→ **DIRECTIONS**: Which lines of the data below hold "MarketConditionBreakdown"? Copy each of them.
Top of EXCERPTED DATA
use chrono::{Datelike, Timelike, Weekday};
use configuration::AnalyticsConfig;
use core_types::TradeRecord;
use rust_decimal::Decimal;
use std::cmp::Ordering;
use std::collections::BTreeMap;

use crate::metrics::{self, round};
use crate::report::{GroupStats, MarketConditionBreakdown, PatternSet};
use crate::window::pnl;

/// Label used for trades with no value for a grouping key.
pub const UNSPECIFIED: &str = "unspecified";

#[derive(Debug, Default, Clone, Copy)]
struct Tally {
    trades: usize,
    wins: usize,
    total_pnl: Decimal,
}

impl Tally {
    fn add(&mut self, trade: &TradeRecord) {
        let outcome = pnl(trade);
        self.trades += 1;
        self.total_pnl += outcome;
        if outcome > Decimal::ZERO {
            self.wins += 1;
        }
    }

    fn into_stats(self, key: String, window_size: usize, min_sample: usize) -> GroupStats {
        GroupStats {
            key,
            trades: self.trades,
            wins: self.wins,
            win_rate_pct: round(metrics::pct_of(self.wins, self.trades)),
            total_pnl: round(self.total_pnl),
            average_pnl: round(
                metrics::ratio(self.total_pnl, Decimal::from(self.trades)).unwrap_or(Decimal::ZERO),
            ),
            share_pct: round(metrics::pct_of(self.trades, window_size)),
            eligible: self.trades >= min_sample,
        }
    }
}

/// Coarse market regime derived from a free-form label.
#[derive(Debug, Clone, Copy, PartialEq, Eq)]
pub enum MarketRegime {
    Bullish,
    Bearish,
    Sideways,
}

impl MarketRegime {
    pub fn classify(label: Option<&str>) -> Self {
        let label = label.unwrap_or_default().to_lowercase();
        if label.contains("bull") {
            MarketRegime::Bullish
        } else if label.contains("bear") {
            MarketRegime::Bearish
        } else {
            MarketRegime::Sideways
        }
    }
}

/// Groups trades along several independent dimensions and reports per-group outcomes.
#[derive(Debug, Clone, Copy)]
pub struct PatternRecognizer<'a> {
    config: &'a AnalyticsConfig,
}

impl<'a> PatternRecognizer<'a> {
    pub fn new(config: &'a AnalyticsConfig) -> Self {
        Self { config }
    }

    pub fn recognize(&self, trades: &[&TradeRecord]) -> PatternSet {
        let by_strategy = self.group_by_label(trades, |t| t.strategy.as_deref());
        let by_hour_of_day = self.group_by_hour(trades);

        PatternSet {
            best_strategy: best_of(&by_strategy),
            worst_strategy: worst_of(&by_strategy),
            best_hour: best_of(&by_hour_of_day),
            worst_hour: worst_of(&by_hour_of_day),
            by_market_condition: self.group_by_regime(trades),
            by_setup: self.group_by_label(trades, |t| t.setup.as_deref()),
            by_weekday: self.group_by_weekday(trades),
            by_symbol: self.group_by_label(trades, |t| Some(t.symbol.as_str())),
            by_strategy,
            by_hour_of_day,
        }
    }

    fn group_by_label<F>(&self, trades: &[&TradeRecord], label: F) -> Vec<GroupStats>
    where
        F: Fn(&TradeRecord) -> Option<&str>,
    {
        let mut tallies: BTreeMap<String, Tally> = BTreeMap::new();
        for trade in trades {
            let key = match label(*trade).map(str::trim) {
                Some(text) if !text.is_empty() => text.to_string(),
                _ => UNSPECIFIED.to_string(),
            };
            tallies.entry(key).or_default().add(trade);
        }

        let mut groups = self.finish(tallies, trades.len());
        groups.sort_by(|a, b| b.trades.cmp(&a.trades));
        groups
    }

    fn group_by_hour(&self, trades: &[&TradeRecord]) -> Vec<GroupStats> {
        let mut tallies: BTreeMap<u32, Tally> = BTreeMap::new();
        for trade in trades {
            tallies.entry(trade.entry_time.hour()).or_default().add(trade);
        }
        self.finish(
            tallies.into_iter().map(|(hour, tally)| (format!("{hour:02}:00"), tally)),
            trades.len(),
        )
    }

    fn group_by_weekday(&self, trades: &[&TradeRecord]) -> Vec<GroupStats> {
        let mut tallies: BTreeMap<u32, (Weekday, Tally)> = BTreeMap::new();
        for trade in trades {
            let day = trade.entry_time.weekday();
            tallies
                .entry(day.num_days_from_monday())
                .or_insert((day, Tally::default()))
                .1
                .add(trade);
        }
        self.finish(
            tallies.into_values().map(|(day, tally)| (day.to_string(), tally)),
            trades.len(),
        )
    }

    fn group_by_regime(&self, trades: &[&TradeRecord]) -> MarketConditionBreakdown {
        let (mut bullish, mut bearish, mut sideways) = (Tally::default(), Tally::default(), Tally::default());
        for trade in trades {
            match MarketRegime::classify(trade.market_condition.as_deref()) {
                MarketRegime::Bullish => bullish.add(trade),
                MarketRegime::Bearish => bearish.add(trade),
                MarketRegime::Sideways => sideways.add(trade),
            }
        }

        let n = trades.len();
        let min = self.config.min_group_sample;
        MarketConditionBreakdown {
            bullish: bullish.into_stats("bullish".to_string(), n, min),
            bearish: bearish.into_stats("bearish".to_string(), n, min),
            sideways: sideways.into_stats("sideways".to_string(), n, min),
        }
    }

    fn finish<I>(&self, tallies: I, window_size: usize) -> Vec<GroupStats>
    where
        I: IntoIterator<Item = (String, Tally)>,
    {
        tallies
            .into_iter()
            .map(|(key, tally)| tally.into_stats(key, window_size, self.config.min_group_sample))
            .collect()
    }
}

/// Orders groups by win rate, then average P&L.
fn rank(a: &GroupStats, b: &GroupStats) -> Ordering {
    a.win_rate_pct
        .cmp(&b.win_rate_pct)
        .then(a.average_pnl.cmp(&b.average_pnl))
}

fn best_of(groups: &[GroupStats]) -> Option<String> {
    groups
        .iter()
        .filter(|g| g.eligible)
        // Equal ranks resolve to the alphabetically first key.
        .max_by(|a, b| rank(a, b).then_with(|| b.key.cmp(&a.key)))
        .map(|g| g.key.clone())
}

/// The weakest eligible group; needs at least two eligible groups to be meaningful.
fn worst_of(groups: &[GroupStats]) -> Option<String> {
    let eligible: Vec<&GroupStats> = groups.iter().filter(|g| g.eligible).collect();
    if eligible.len() < 2 {
        return None;
    }
    eligible
        .into_iter()
        .min_by(|a, b| rank(a, b).then_with(|| a.key.cmp(&b.key)))
        .map(|g| g.key.clone())
}

#[cfg(test)]
mod tests {
    use super::*;
    use crate::window::fixtures::{at, closed, refs, series};
    use rust_decimal_macros::dec;

    fn recognize(records: &[TradeRecord]) -> PatternSet {
        let config = AnalyticsConfig::default();
        PatternRecognizer::new(&config).recognize(&refs(records))
    }

    #[test]
    fn unlabelled_trades_form_one_unspecified_group() {
        let patterns = recognize(&series(&[dec!(1), dec!(-1), dec!(2)]));
        assert_eq!(patterns.by_strategy.len(), 1);
        let group = &patterns.by_strategy[0];
        assert_eq!(group.key, UNSPECIFIED);
        assert_eq!(group.trades, 3);
        assert_eq!(group.share_pct, dec!(100));
        assert_eq!(patterns.best_strategy.as_deref(), Some(UNSPECIFIED));
        assert_eq!(patterns.worst_strategy, None);
    }

    #[test]
    fn strategies_are_ranked_only_when_eligible() {
        let records = vec![
            closed(dec!(10), at(1, 9, 0)).with_strategy("breakout"),
            closed(dec!(12), at(2, 9, 0)).with_strategy("breakout"),
            closed(dec!(-5), at(3, 9, 0)).with_strategy("pullback"),
            closed(dec!(4), at(4, 9, 0)).with_strategy("pullback"),
            closed(dec!(50), at(5, 9, 0)).with_strategy("news"),
        ];
        let patterns = recognize(&records);

        assert_eq!(patterns.by_strategy.len(), 3);
        let news = patterns.by_strategy.iter().find(|g| g.key == "news").unwrap();
        assert!(!news.eligible);
        assert_eq!(patterns.best_strategy.as_deref(), Some("breakout"));
        assert_eq!(patterns.worst_strategy.as_deref(), Some("pullback"));
    }

    #[test]
    fn market_condition_buckets_by_substring() {
        let records = vec![
            closed(dec!(3), at(1, 9, 0)).with_market_condition("Strong Bull trend"),
            closed(dec!(-3), at(2, 9, 0)).with_market_condition("bearish"),
            closed(dec!(1), at(3, 9, 0)).with_market_condition("choppy"),
            closed(dec!(1), at(4, 9, 0)),
        ];
        let breakdown = recognize(&records).by_market_condition;
        assert_eq!(breakdown.bullish.trades, 1);
        assert_eq!(breakdown.bearish.trades, 1);
        assert_eq!(breakdown.bearish.win_rate_pct, Decimal::ZERO);
        assert_eq!(breakdown.sideways.trades, 2);
        assert!(breakdown.sideways.eligible);
    }

    #[test]
    fn hours_are_ordered_and_labelled() {
        let records = vec![
            closed(dec!(5), at(1, 15, 10)),
            closed(dec!(-2), at(2, 9, 35)),
            closed(dec!(7), at(3, 15, 45)),
            closed(dec!(-1), at(4, 9, 5)),
        ];
        let patterns = recognize(&records);
        let keys: Vec<&str> = patterns.by_hour_of_day.iter().map(|g| g.key.as_str()).collect();
        assert_eq!(keys, vec!["09:00", "15:00"]);
        assert_eq!(patterns.best_hour.as_deref(), Some("15:00"));
        assert_eq!(patterns.worst_hour.as_deref(), Some("09:00"));
    }

    #[test]
    fn weekdays_follow_calendar_order() {
        // 2024-05-06 is a Monday, 2024-05-01 a Wednesday.
        let records = vec![closed(dec!(1), at(6, 9, 0)), closed(dec!(1), at(1, 9, 0))];
        let patterns = recognize(&records);
        let keys: Vec<&str> = patterns.by_weekday.iter().map(|g| g.key.as_str()).collect();
        assert_eq!(keys, vec!["Mon", "Wed"]);
    }

    #[test]
    fn blank_setup_is_unspecified() {
        let records = vec![
            closed(dec!(1), at(1, 9, 0)).with_setup("  "),
            closed(dec!(1), at(2, 9, 0)).with_setup("flag"),
            closed(dec!(1), at(3, 9, 0)).with_setup("flag "),
        ];
        let patterns = recognize(&records);
        assert_eq!(patterns.by_setup[0].key, "flag");
        assert_eq!(patterns.by_setup[0].trades, 2);
        assert_eq!(patterns.by_setup[1].key, UNSPECIFIED);
    }

    #[test]
    fn empty_window_reports_empty_groups() {
        let patterns = recognize(&[]);
        assert!(patterns.by_strategy.is_empty());
        assert_eq!(patterns.by_market_condition.sideways.trades, 0);
        assert_eq!(patterns.best_strategy, None);
    }
}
Bottom of EXCERPTED DATA
→ **WRITTEN SOLUTION**:
use crate::report::{GroupStats, MarketConditionBreakdown, PatternSet};
    fn group_by_regime(&self, trades: &[&TradeRecord]) -> MarketConditionBreakdown {
        MarketConditionBreakdown {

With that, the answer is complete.